The new ipso facto provisions are set out in the Amending Act that was enacted in September 2017. When it takes effect, Part 2 of the Amending Act will amend the Corporations Act 2001 (Cth) by inserting a number of specific sections that provide for the operation of the ipso facto stay in the context of certain restructuring and insolvency procedures.

What are ipso facto clauses?

In the insolvency context, an ipso facto clause is a contractual provision that allows one party to terminate or modify the operation of the contract (or provides for this to occur automatically) upon the occurrence of a specified insolvency related event.

For example, a clause in a lease that entitles one party to terminate the lease if an administrator is appointed to the other party is an ipso facto clause. Similarly, an event of default under a loan agreement caused by a receiver being appointed to all of the borrower’s assets is also an ipso facto clause. Clauses of these sort are very common in commercial contracts.
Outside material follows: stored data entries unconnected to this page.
//! Monster actors.
//!
//! A monster is spawned by its zone from a [`MonsterPack`] (template, AI
//! config, spells, patrol routes and spawn config). Each tick it advances
//! buffs and movement. Every `decision_ms` it hands control to its
//! [`MonsterAi`]. When it dies it reports a [`RespawnSnapshot`] to the zone
//! and destroys itself.

use std::sync::{Arc, Weak};
use std::time::Duration;

use emberfall_grid::geom::{GridPos, Rect, Vec3};
use emberfall_grid::path::PathFinder;
use emberfall_grid::patrol::PatrolRoute;
use emberfall_grid::walk::WalkGrid;
use rand::SeedableRng;
use rand_pcg::Pcg32;
use tokio::time::Instant;
use tracing::debug;

use crate::actor::{Actor, ActorCore, ActorHandle, ActorKind, ActorRef, ActorState, ActorToken};
use crate::ai::MonsterAi;
use crate::buff::{BuffDef, BuffSet};
use crate::combat::{resolve_damage, ActionState, Vitals};
use crate::config::SimConfig;
use crate::mailbox::Mailbox;
use crate::movement::MoveTrace;
use crate::outbound::Outbound;
use crate::records::{AiConfig, MonsterSpawnConfig, MonsterTemplate};
use crate::spell::{SpellCard, SpellState};
use crate::view::ViewState;
use crate::zone::ZoneLink;
use crate::SimError;

pub type MonsterHandle = ActorHandle<MonsterState>;

/// Everything needed to (re)spawn a monster of one spawn config.
#[derive(Debug, Clone)]
pub struct MonsterPack {
    pub template: MonsterTemplate,
    pub ai: AiConfig,
    pub spells: Vec<SpellCard>,
    pub routes: Vec<PatrolRoute>,
    pub spawn: MonsterSpawnConfig,
}

/// Queued by the zone when a monster dies.
#[derive(Debug, Clone)]
pub struct RespawnSnapshot {
    pub pack: Arc<MonsterPack>,
    pub due: Instant,
}

pub struct MonsterState {
    this: Weak<MonsterHandle>,
    pub(crate) core: Arc<ActorCore>,
    pub(crate) pack: Arc<MonsterPack>,
    pub(crate) leash: Rect,
    pub(crate) born: GridPos,
    pub(crate) vitals: Vitals,
    pub(crate) action: ActionState,
    view: ViewState,
    buffs: BuffSet,
    pub(crate) trace: Option<MoveTrace>,
    finder: PathFinder,
    /// When each of `pack.spells` is next usable.
    spell_ready: Vec<Option<Instant>>,
    /// Patrol route being followed and the next leg on it.
    pub(crate) route: Option<usize>,
    pub(crate) leg: usize,
    ai: Option<MonsterAi>,
    pub(crate) rng: Pcg32,
    pub(crate) zone: ZoneLink,
    pub(crate) now: Instant,
    since_decision: u64,
}

impl MonsterState {
    /// Start a monster at `pos`, following patrol route `route` if set.
    pub fn spawn(
        pack: Arc<MonsterPack>,
        pos: GridPos,
        route: Option<usize>,
        zone: ZoneLink,
        seed: u64,
    ) -> Arc<MonsterHandle> {
        let config = zone.config();
        let template = &pack.template;
        let core = Arc::new(ActorCore::new(
            template.id,
            ActorKind::Monster,
            template.name.clone(),
            Vec3::new(pos.x, pos.y, pack.spawn.born.z),
        ));
        let vitals = Vitals::full(template.life, template.mana);
        core.publish_life(vitals.life, vitals.max_life);
        core.publish_defense(template.defense);
        core.set_zone(zone.id());

        let mut view = ViewState::new(&config.view, false);
        view.update(pos);
        core.publish_sticky(view.sticky());

        let ai = MonsterAi::new(pos, &config.ai);
        let finder = PathFinder::new(Arc::clone(&zone.shared().grid));
        let (mailbox, inbox) = Mailbox::channel(config.mailbox.monster, "monster");
        let handle = Arc::new(ActorHandle::new(Arc::clone(&core), mailbox));
        let state = MonsterState {
            this: Arc::downgrade(&handle),
            leash: pack.spawn.leash(),
            born: pack.spawn.born.grid(),
            vitals,
            action: ActionState::Idle,
            view,
            buffs: BuffSet::new(),
            trace: None,
            finder,
            spell_ready: vec![None; pack.spells.len()],
            route,
            leg: 0,
            ai: Some(ai),
            rng: Pcg32::seed_from_u64(seed),
            now: Instant::now(),
            since_decision: 0,
            core,
            pack,
            zone,
        };
        tokio::spawn(inbox.run(state));
        handle
    }

    pub(crate) fn me(&self) -> Option<ActorRef> {
        self.this.upgrade().map(|h| h as ActorRef)
    }

    pub(crate) fn weak_self(&self) -> Weak<MonsterHandle> {
        Weak::clone(&self.this)
    }

    pub(crate) fn token(&self) -> ActorToken {
        self.core.token()
    }

    pub(crate) fn config(&self) -> &SimConfig {
        self.zone.config()
    }

    pub(crate) fn grid(&self) -> &Arc<WalkGrid> {
        self.finder.grid()
    }

    pub fn ai(&self) -> Option<&MonsterAi> {
        self.ai.as_ref()
    }

    /// Run `f` against the AI with the state borrowed mutably alongside it.
    fn with_ai<R>(&mut self, f: impl FnOnce(&mut MonsterAi, &mut MonsterState) -> R) -> Option<R> {
        let mut ai = self.ai.take()?;
        let out = f(&mut ai, self);
        self.ai = Some(ai);
        Some(out)
    }

    // -- movement -----------------------------------------------------------

    pub(crate) fn set_cell(&mut self, pos: GridPos) {
        let old = self.core.pos();
        self.core.publish_pos(pos);
        if self.view.update(pos) {
            self.core.publish_sticky(self.view.sticky());
        }
        self.zone.entity_moved(self.token(), pos, old);
    }

    pub(crate) fn path_to(&mut self, target: GridPos) -> Result<Arc<[GridPos]>, SimError> {
        let from = self.core.pos();
        Ok(self.finder.find_path(from, target)?.steps)
    }

    fn step_ms(&self, action: ActionState) -> u64 {
        match action {
            ActionState::Walk => self.pack.template.walk_step_ms,
            _ => self.pack.template.run_step_ms,
        }
    }

    /// Follow `steps` with movement style `action`.
    pub(crate) fn start_trace(&mut self, steps: Arc<[GridPos]>, action: ActionState) {
        let Some(trace) = MoveTrace::new(steps, self.step_ms(action)) else {
            return;
        };
        if trace.start() != self.core.pos() {
            self.set_cell(trace.start());
        }
        self.action = action;
        self.broadcast(
            Outbound::MoveTrace {
                entity_id: self.token(),
                action,
                step_ms: trace.step_ms(),
                cells: trace.remaining(),
            },
            false,
        );
        self.trace = Some(trace);
    }

    pub(crate) fn stop_moving(&mut self) {
        if self.trace.take().is_some() {
            self.broadcast(
                Outbound::MoveStopped {
                    entity_id: self.token(),
                    pos: self.core.pos(),
                },
                false,
            );
        }
    }

    /// Jump straight to `pos` (used when no path home exists).
    pub(crate) fn teleport(&mut self, pos: GridPos) {
        self.trace = None;
        self.set_cell(pos);
        self.broadcast(
            Outbound::MoveStopped {
                entity_id: self.token(),
                pos,
            },
            false,
        );
    }

    fn step(&mut self, elapsed_ms: u64) {
        let Some(trace) = self.trace.as_mut() else {
            return;
        };
        let step = trace.advance(elapsed_ms);
        let done = trace.is_done();
        if let Some(pos) = step {
            self.set_cell(pos);
        }
        if done {
            self.trace = None;
            if self.action.is_moving() {
                self.action = ActionState::Idle;
            }
        }
    }

    // -- combat -------------------------------------------------------------

    /// One melee hit on `target`.
    pub(crate) fn melee(&mut self, target: &ActorRef) {
        let damage = resolve_damage(self.pack.template.attack, target.defense());
        target.apply_damage(damage, self.me());
        let msg = Outbound::Attack {
            attacker: self.token(),
            target: target.token(),
            damage,
        };
        if !self.view.seen_by(target.token()) {
            target.deliver(msg.clone());
        }
        self.broadcast(msg, false);
    }

    /// Index of a spell worth casting now: a self spell when life is low,
    /// otherwise the first ready enemy spell in range of `target`.
    pub(crate) fn pick_spell(&self, target: &ActorRef) -> Option<usize> {
        let ready = |i: usize| {
            self.spell_ready[i].map_or(true, |at| self.now >= at) && self.vitals.mana >= self.pack.spells[i].def.mana
        };
        let low = self.vitals.life_ratio() < self.config().ai.self_cast_below;
        if low {
            if let Some(i) = (0..self.pack.spells.len()).find(|&i| self.pack.spells[i].is_self_cast() && ready(i)) {
                return Some(i);
            }
        }
        let dist = self.core.pos().chebyshev(target.pos());
        (0..self.pack.spells.len())
            .find(|&i| !self.pack.spells[i].is_self_cast() && ready(i) && dist <= self.pack.spells[i].def.range)
    }

    pub(crate) fn cast_spell(&mut self, index: usize, target: &ActorRef) {
        let card = self.pack.spells[index].clone();
        let Some(me) = self.me() else {
            return;
        };
        if !self.vitals.spend_mana(card.def.mana) {
            return;
        }
        self.spell_ready[index] = Some(self.now + Duration::from_millis(card.def.cooldown_ms));
        let target = if card.is_self_cast() { me.clone() } else { target.clone() };
        let aim = target.pos();
        self.broadcast(
            Outbound::ReleaseSpell {
                caster: self.token(),
                spell_id: card.def.id,
                target: Some(target.token()),
                pos: aim,
            },
            false,
        );
        SpellState::launch(&me, Some(target), aim, card, self.zone.clone());
    }

    fn hurt(&mut self, amount: i32) -> bool {
        if !self.vitals.is_alive() {
            return false;
        }
        let change = self.vitals.apply(amount);
        self.core.publish_life(self.vitals.life, self.vitals.max_life);
        self.broadcast(
            Outbound::LifeChanged {
                entity_id: self.token(),
                damage: amount,
                life: change.after,
                max_life: self.vitals.max_life,
            },
            false,
        );
        if change.died {
            self.die();
        }
        change.died
    }

    fn die(&mut self) {
        self.action = ActionState::Die;
        self.trace = None;
        self.buffs.clear();
        self.broadcast(Outbound::EntityDie { entity_id: self.token() }, false);
        let due = Instant::now() + Duration::from_secs(self.pack.spawn.respawn_secs);
        debug!(monster = %self.token(), id = self.pack.template.id, "monster died");
        self.zone.monster_died(
            self.token(),
            RespawnSnapshot {
                pack: Arc::clone(&self.pack),
                due,
            },
        );
        if let Some(handle) = self.this.upgrade() {
            handle.destroy();
        }
    }

    /// Reply to an AI range scan.
    pub(crate) fn on_scan(&mut self, found: Vec<ActorRef>) {
        if !self.vitals.is_alive() {
            return;
        }
        self.with_ai(|ai, m| ai.scan_result(m, found));
    }
}

impl ActorState for MonsterState {
    fn advance(&mut self, now: Instant, elapsed_ms: u64) {
        self.now = now;
        if !self.vitals.is_alive() {
            return;
        }

        let report = self.buffs.advance(elapsed_ms, self.core.defense());
        for (_, amount) in report.effects {
            if self.hurt(amount) {
                return;
            }
        }
        for buff_id in report.removed {
            self.broadcast(
                Outbound::BuffRemove {
                    entity_id: self.token(),
                    buff_id,
                },
                false,
            );
        }

        self.step(elapsed_ms);

        self.since_decision += elapsed_ms;
        let decision = self.config().ai.decision_ms;
        if self.since_decision >= decision {
            let elapsed = std::mem::take(&mut self.since_decision);
            let token = self.token();
            if let Some(Err(e)) = self.with_ai(|ai, m| ai.update(m, elapsed)) {
                debug!(monster = %token, error = %e, "ai decision failed");
            }
        }
    }

    fn refresh_view(&mut self, candidates: Vec<ActorRef>) {
        if let Some(me) = self.me() {
            self.view.refresh(&me, &candidates);
        }
    }

    fn drop_observer(&mut self, observer: ActorToken) {
        self.view.drop_observer(observer);
    }

    fn entered_by(&mut self, observer: ActorRef) {
        self.view.entered_by(&observer);
    }

    fn apply_damage(&mut self, amount: i32, source: Option<ActorRef>) {
        if self.hurt(amount) {
            return;
        }
        if let Some(source) = source {
            self.with_ai(|ai, m| ai.retaliate(m, source));
        }
    }

    fn add_buff(&mut self, def: BuffDef) {
        if !self.vitals.is_alive() {
            return;
        }
        let (buff_id, name) = (def.id, def.name.clone());
        self.buffs.add(def);
        let count = self.buffs.get(buff_id).map_or(0, |b| b.count());
        self.broadcast(
            Outbound::BuffAdd {
                entity_id: self.token(),
                buff_id,
                name,
                count,
            },
            false,
        );
    }

    fn broadcast(&mut self, msg: Outbound, _include_self: bool) {
        for observer in self.view.observers() {
            observer.deliver(msg.clone());
        }
    }

    fn send_trace_to(&mut self, viewer: ActorRef) {
        if let Some(trace) = &self.trace {
            viewer.deliver(Outbound::MoveTrace {
                entity_id: self.token(),
                action: self.action,
                step_ms: trace.step_ms(),
                cells: trace.remaining(),
            });
        }
    }

    fn teardown(&mut self) {
        self.view.teardown(self.token());
        self.trace = None;
    }
}

impl ActorHandle<MonsterState> {
    /// Current AI state, for inspection.
    pub async fn ai_state(&self) -> Result<Option<crate::ai::AiState>, SimError> {
        self.ask(|m| m.ai().map(MonsterAi::state)).await
    }

    pub async fn action(&self) -> Result<ActionState, SimError> {
        self.ask(|m| m.action).await
    }
}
The stay on ipso facto clauses

The new regime provides that during the period of a specified restructuring or insolvency procedure, a right in a contract, agreement or arrangement will not be enforceable, and ‘self-executing provisions’ will not apply, by reason only of:

  • the company entering the specified procedure;
  • the company’s financial position;
  • a prescribed reason; or
  • a reason that is in substance contrary to the above.
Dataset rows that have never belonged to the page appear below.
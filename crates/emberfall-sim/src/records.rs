//! Rows exchanged with the persistence boundary.
//!
//! These mirror the configuration tables a zone reads at start-up and the
//! character row a player is loaded from and saved to. All of them are
//! plain serde structs in camelCase so a JSON seed file can fill them.

use emberfall_grid::geom::{Coord, Rect, Vec3};
use serde::{Deserialize, Serialize};

/// Stats shared by every monster spawned from one template.
#[derive(Debug, Clone, PartialEq, Eq, Serialize, Deserialize)]
#[serde(rename_all = "camelCase")]
pub struct MonsterTemplate {
    pub id: i64,
    pub name: String,
    pub life: i32,
    #[serde(default)]
    pub mana: i32,
    pub attack: i32,
    #[serde(default)]
    pub defense: i32,
    /// Chebyshev distance from which melee lands.
    #[serde(default = "default_attack_range")]
    pub attack_range: Coord,
    /// Length of one melee swing.
    #[serde(default = "default_attack_duration")]
    pub attack_duration_ms: u64,
    /// Time per cell while walking.
    #[serde(default = "default_walk_step")]
    pub walk_step_ms: u64,
    /// Time per cell while running, chasing or returning.
    #[serde(default = "default_run_step")]
    pub run_step_ms: u64,
    pub ai_id: i64,
}

fn default_attack_range() -> Coord {
    1
}

fn default_attack_duration() -> u64 {
    1_000
}

fn default_walk_step() -> u64 {
    500
}

fn default_run_step() -> u64 {
    250
}

/// The persisted character row.
#[derive(Debug, Clone, PartialEq, Eq, Serialize, Deserialize)]
#[serde(rename_all = "camelCase")]
pub struct PlayerRecord {
    pub id: i64,
    pub name: String,
    pub zone_id: i64,
    pub pos: Vec3,
    pub life: i32,
    pub max_life: i32,
    #[serde(default)]
    pub mana: i32,
    #[serde(default)]
    pub max_mana: i32,
    pub attack: i32,
    #[serde(default)]
    pub defense: i32,
    #[serde(default = "default_walk_step")]
    pub step_ms: u64,
    /// Spells the character can cast.
    #[serde(default)]
    pub spells: Vec<i64>,
}

/// Monster behaviour settings.
#[derive(Debug, Clone, PartialEq, Eq, Serialize, Deserialize)]
#[serde(rename_all = "camelCase")]
pub struct AiConfig {
    pub id: i64,
    /// Scan radius while idle.
    pub alert_range: Coord,
    /// Half size of the rectangle around the attack origin a chase may not
    /// leave.
    pub chase_range: Coord,
    #[serde(default)]
    pub auto_retaliate: bool,
    #[serde(default)]
    pub spells: Vec<i64>,
}

#[derive(Debug, Clone, PartialEq, Eq, Serialize, Deserialize)]
#[serde(rename_all = "camelCase")]
pub struct ZoneRecord {
    pub id: i64,
    pub name: String,
    /// Resource name of the walk grid.
    pub map_file: String,
    /// Where entering players are placed. Players keep their saved position
    /// when unset.
    #[serde(default)]
    pub enter: Option<Vec3>,
}

/// A transfer point between zones.
#[derive(Debug, Clone, PartialEq, Eq, Serialize, Deserialize)]
#[serde(rename_all = "camelCase")]
pub struct DoorRecord {
    pub id: i64,
    pub zone_id: i64,
    pub pos: Vec3,
    pub target_zone: i64,
    pub target_pos: Vec3,
}

/// One spawn area of a zone.
#[derive(Debug, Clone, PartialEq, Eq, Serialize, Deserialize)]
#[serde(rename_all = "camelCase")]
pub struct MonsterSpawnConfig {
    pub id: i64,
    pub zone_id: i64,
    pub monster_id: i64,
    pub total: u32,
    /// Centre of the spawn area.
    pub born: Vec3,
    /// Half size of the leash rectangle around `born`.
    pub range: Coord,
    pub respawn_secs: u64,
}

impl MonsterSpawnConfig {
    pub fn leash(&self) -> Rect {
        Rect::around(self.born.grid(), self.range, self.range)
    }

    /// Name of the precomputed patrol resource for this area.
    pub fn patrol_resource(&self, map: &str) -> String {
        format!("{map}_{},{},{}.paths", self.born.x, self.born.y, self.range)
    }
}

#[derive(Debug, Clone, Copy, PartialEq, Eq, Serialize, Deserialize)]
#[serde(rename_all = "camelCase")]
pub enum SpellTarget {
    /// Aimed at a hostile actor or an impact point.
    Enemy,
    /// Cast on the caster itself.
    SelfCast,
}

#[derive(Debug, Clone, PartialEq, Eq, Serialize, Deserialize)]
#[serde(rename_all = "camelCase")]
pub struct SpellDef {
    pub id: i64,
    pub name: String,
    pub target: SpellTarget,
    #[serde(default)]
    pub mana: i32,
    /// Life change on impact; negative heals.
    pub damage: i32,
    /// Maximum cast distance.
    pub range: Coord,
    /// Impact radius. Zero hits only the bound target.
    #[serde(default)]
    pub area: Coord,
    /// Flight time per cell of distance.
    #[serde(default = "default_fly_step")]
    pub fly_step_ms: u64,
    pub cooldown_ms: u64,
    /// Buff applied on impact.
    #[serde(default)]
    pub buff: Option<i64>,
}

fn default_fly_step() -> u64 {
    50
}

// ---------------------------------------------------------------------------
// Tests
// ---------------------------------------------------------------------------

#[cfg(test)]
mod tests {
    use super::*;
    use emberfall_grid::geom::GridPos;

    #[test]
    fn spawn_config_derives_leash_and_patrol_name() {
        let spawn: MonsterSpawnConfig = serde_json::from_str(
            r#"{"id": 1, "zoneId": 2, "monsterId": 3, "total": 4,
                "born": {"x": 50, "y": 60, "z": 0}, "range": 20, "respawnSecs": 30}"#,
        )
        .unwrap();
        assert_eq!(spawn.leash(), Rect::new(30, 40, 40, 40));
        assert!(spawn.leash().contains(GridPos::new(50, 60)));
        assert_eq!(spawn.patrol_resource("vale"), "vale_50,60,20.paths");
    }

    #[test]
    fn template_defaults_fill_timing() {
        let template: MonsterTemplate = serde_json::from_str(
            r#"{"id": 1, "name": "wolf", "life": 50, "attack": 12, "aiId": 1}"#,
        )
        .unwrap();
        assert_eq!(template.attack_range, 1);
        assert_eq!(template.run_step_ms, 250);
        assert_eq!(template.defense, 0);
    }

    #[test]
    fn spell_target_uses_camel_case() {
        let spell: SpellDef = serde_json::from_str(
            r#"{"id": 9, "name": "mend", "target": "selfCast", "damage": -30, "range": 0, "cooldownMs": 5000}"#,
        )
        .unwrap();
        assert_eq!(spell.target, SpellTarget::SelfCast);
        assert_eq!(spell.fly_step_ms, 50);
        assert_eq!(spell.buff, None);
    }
}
However, according to the Explanatory Memorandum to the Amending Act, the stay is not intended to restrict a counterparty from enforcing a right (or disapply self-executing provisions) for any other reason, such as a breach involving non-payment or non-performance.

In addition, the ipso facto provisions also allow the relevant insolvency administrator to apply for an order expanding the stay to prohibit the exercise of rights (for example, a right to terminate for convenience), even where the right does not expressly operate on the basis of one of the prohibited reasons set out above, if the court is satisfied that a counterparty is likely to exercise those rights for a prohibited reason.

What procedures does the ipso facto stay apply to?

The ipso facto regime applies in respect of any of the following procedures:

  • administration;
  • schemes of arrangement (proposed for the purpose of avoiding an insolvent winding up);
  • managing controller appointments (including receiverships) over the whole or substantially the whole of a company’s property; and
  • liquidations that immediately follow an administration or scheme.

However, the legislation does not (explicitly) apply to:

  • receiver or other controller appointments that are not over the whole or substantially the whole of a company’s property;
  • deeds of company arrangement; or
  • liquidations that do not immediately follow an administration or scheme.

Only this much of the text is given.